Word for word, give the entries back.

- **Data for analysis**
==============================
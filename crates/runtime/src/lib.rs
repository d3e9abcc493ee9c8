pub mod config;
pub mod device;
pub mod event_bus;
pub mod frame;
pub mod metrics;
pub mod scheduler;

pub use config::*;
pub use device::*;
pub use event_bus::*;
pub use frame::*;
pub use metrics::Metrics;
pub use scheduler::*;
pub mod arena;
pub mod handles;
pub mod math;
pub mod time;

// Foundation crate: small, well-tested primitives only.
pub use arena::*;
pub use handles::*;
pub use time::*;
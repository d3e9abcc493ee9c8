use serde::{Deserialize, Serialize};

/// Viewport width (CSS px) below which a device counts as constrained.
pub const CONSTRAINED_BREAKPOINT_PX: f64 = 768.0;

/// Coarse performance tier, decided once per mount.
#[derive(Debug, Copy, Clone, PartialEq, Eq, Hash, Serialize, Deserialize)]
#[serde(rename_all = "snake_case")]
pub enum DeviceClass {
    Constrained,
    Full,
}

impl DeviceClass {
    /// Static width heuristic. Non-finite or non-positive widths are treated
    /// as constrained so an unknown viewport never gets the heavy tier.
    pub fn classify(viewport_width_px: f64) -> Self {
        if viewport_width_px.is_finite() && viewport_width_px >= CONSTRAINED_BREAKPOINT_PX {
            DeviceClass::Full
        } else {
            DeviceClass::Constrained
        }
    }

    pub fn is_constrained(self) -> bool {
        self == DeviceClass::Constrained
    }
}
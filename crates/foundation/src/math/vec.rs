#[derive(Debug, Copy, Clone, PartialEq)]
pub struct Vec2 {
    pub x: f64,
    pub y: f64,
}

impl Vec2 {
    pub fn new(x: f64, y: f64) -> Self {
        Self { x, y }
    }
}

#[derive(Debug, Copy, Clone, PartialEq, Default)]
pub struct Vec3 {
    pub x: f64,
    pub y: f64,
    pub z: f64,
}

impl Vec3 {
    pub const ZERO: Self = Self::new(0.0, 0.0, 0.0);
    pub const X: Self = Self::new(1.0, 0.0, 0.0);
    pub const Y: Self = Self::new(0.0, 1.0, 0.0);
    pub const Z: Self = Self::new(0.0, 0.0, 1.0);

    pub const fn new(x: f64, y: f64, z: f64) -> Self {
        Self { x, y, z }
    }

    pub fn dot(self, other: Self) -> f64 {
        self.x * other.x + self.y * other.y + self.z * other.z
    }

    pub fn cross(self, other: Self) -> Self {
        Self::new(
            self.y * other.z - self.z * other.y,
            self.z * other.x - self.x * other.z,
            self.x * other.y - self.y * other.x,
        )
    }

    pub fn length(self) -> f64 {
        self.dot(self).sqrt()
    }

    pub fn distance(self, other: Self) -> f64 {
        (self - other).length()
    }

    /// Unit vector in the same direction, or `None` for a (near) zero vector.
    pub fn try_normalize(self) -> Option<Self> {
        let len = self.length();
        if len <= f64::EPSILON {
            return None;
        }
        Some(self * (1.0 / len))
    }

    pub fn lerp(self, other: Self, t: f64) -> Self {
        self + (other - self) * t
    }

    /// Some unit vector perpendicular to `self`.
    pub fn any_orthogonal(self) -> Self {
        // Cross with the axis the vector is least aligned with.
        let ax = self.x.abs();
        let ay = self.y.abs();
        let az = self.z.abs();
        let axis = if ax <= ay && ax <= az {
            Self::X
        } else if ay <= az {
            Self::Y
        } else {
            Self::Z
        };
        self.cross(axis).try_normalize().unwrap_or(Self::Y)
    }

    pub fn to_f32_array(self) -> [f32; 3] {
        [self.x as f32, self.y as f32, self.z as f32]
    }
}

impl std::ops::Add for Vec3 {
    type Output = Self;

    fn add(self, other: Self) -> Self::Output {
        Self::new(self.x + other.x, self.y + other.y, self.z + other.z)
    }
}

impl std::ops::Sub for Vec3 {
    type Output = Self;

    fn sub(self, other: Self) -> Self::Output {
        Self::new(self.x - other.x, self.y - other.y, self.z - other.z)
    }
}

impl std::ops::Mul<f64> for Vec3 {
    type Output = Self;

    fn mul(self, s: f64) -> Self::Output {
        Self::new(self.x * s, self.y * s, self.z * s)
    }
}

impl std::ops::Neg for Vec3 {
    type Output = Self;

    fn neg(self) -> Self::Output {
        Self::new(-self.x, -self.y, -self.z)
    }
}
==============================
- **Answer space**
filename crates/runtime/src/lib.rs
repository d3e9abcc493ee9c8
pub mod config;
pub mod device;
pub mod event_bus;
pub mod frame;
pub mod metrics;
pub mod scheduler;

pub use config::*;
pub use device::*;
pub use event_bus::*;
pub use frame::*;
pub use metrics::Metrics;
pub use scheduler::*;
pub mod arena;
pub mod handles;
pub mod math;
pub mod time;

// Foundation crate: small, well-tested primitives only.
pub use arena::*;
pub use handles::*;
pub use time::*;
repository d3e9abcc493ee9c8
use serde::{Deserialize, Serialize};

/// Viewport width (CSS px) below which a device counts as constrained.
pub const CONSTRAINED_BREAKPOINT_PX: f64 = 768.0;

/// Coarse performance tier, decided once per mount.
#[derive(Debug, Copy, Clone, PartialEq, Eq, Hash, Serialize, Deserialize)]
#[serde(rename_all = "snake_case")]
pub enum DeviceClass {
    Constrained,
    Full,
}

impl DeviceClass {
    /// Static width heuristic. Non-finite or non-positive widths are treated
    /// as constrained so an unknown viewport never gets the heavy tier.
    pub fn classify(viewport_width_px: f64) -> Self {
        if viewport_width_px.is_finite() && viewport_width_px >= CONSTRAINED_BREAKPOINT_PX {
            DeviceClass::Full
        } else {
            DeviceClass::Constrained
        }
    }

    pub fn is_constrained(self) -> bool {
        self == DeviceClass::Constrained
    }
}
filename crates/foundation/src/math/vec.rs
#[derive(Debug, Copy, Clone, PartialEq)]
pub struct Vec2 {
    pub x: f64,
    pub y: f64,
}

impl Vec2 {
    pub fn new(x: f64, y: f64) -> Self {
        Self { x, y }
    }
}

#[derive(Debug, Copy, Clone, PartialEq, Default)]
pub struct Vec3 {
    pub x: f64,
    pub y: f64,
    pub z: f64,
}

impl Vec3 {
    pub const ZERO: Self = Self::new(0.0, 0.0, 0.0);
    pub const X: Self = Self::new(1.0, 0.0, 0.0);
    pub const Y: Self = Self::new(0.0, 1.0, 0.0);
    pub const Z: Self = Self::new(0.0, 0.0, 1.0);

    pub const fn new(x: f64, y: f64, z: f64) -> Self {
        Self { x, y, z }
    }

    pub fn dot(self, other: Self) -> f64 {
        self.x * other.x + self.y * other.y + self.z * other.z
    }

    pub fn cross(self, other: Self) -> Self {
        Self::new(
            self.y * other.z - self.z * other.y,
            self.z * other.x - self.x * other.z,
            self.x * other.y - self.y * other.x,
        )
    }

    pub fn length(self) -> f64 {
        self.dot(self).sqrt()
    }

    pub fn distance(self, other: Self) -> f64 {
        (self - other).length()
    }

    /// Unit vector in the same direction, or `None` for a (near) zero vector.
    pub fn try_normalize(self) -> Option<Self> {
        let len = self.length();
        if len <= f64::EPSILON {
            return None;
        }
        Some(self * (1.0 / len))
    }

    pub fn lerp(self, other: Self, t: f64) -> Self {
        self + (other - self) * t
    }

    /// Some unit vector perpendicular to `self`.
    pub fn any_orthogonal(self) -> Self {
        // Cross with the axis the vector is least aligned with.
        let ax = self.x.abs();
        let ay = self.y.abs();
        let az = self.z.abs();
        let axis = if ax <= ay && ax <= az {
            Self::X
        } else if ay <= az {
            Self::Y
        } else {
            Self::Z
        };
        self.cross(axis).try_normalize().unwrap_or(Self::Y)
    }

    pub fn to_f32_array(self) -> [f32; 3] {
        [self.x as f32, self.y as f32, self.z as f32]
    }
}

impl std::ops::Add for Vec3 {
    type Output = Self;

    fn add(self, other: Self) -> Self::Output {
        Self::new(self.x + other.x, self.y + other.y, self.z + other.z)
    }
}

impl std::ops::Sub for Vec3 {
    type Output = Self;

    fn sub(self, other: Self) -> Self::Output {
        Self::new(self.x - other.x, self.y - other.y, self.z - other.z)
    }
}

impl std::ops::Mul<f64> for Vec3 {
    type Output = Self;

    fn mul(self, s: f64) -> Self::Output {
        Self::new(self.x * s, self.y * s, self.z * s)
    }
}

impl std::ops::Neg for Vec3 {
    type Output = Self;

    fn neg(self) -> Self::Output {
        Self::new(-self.x, -self.y, -self.z)
    }
}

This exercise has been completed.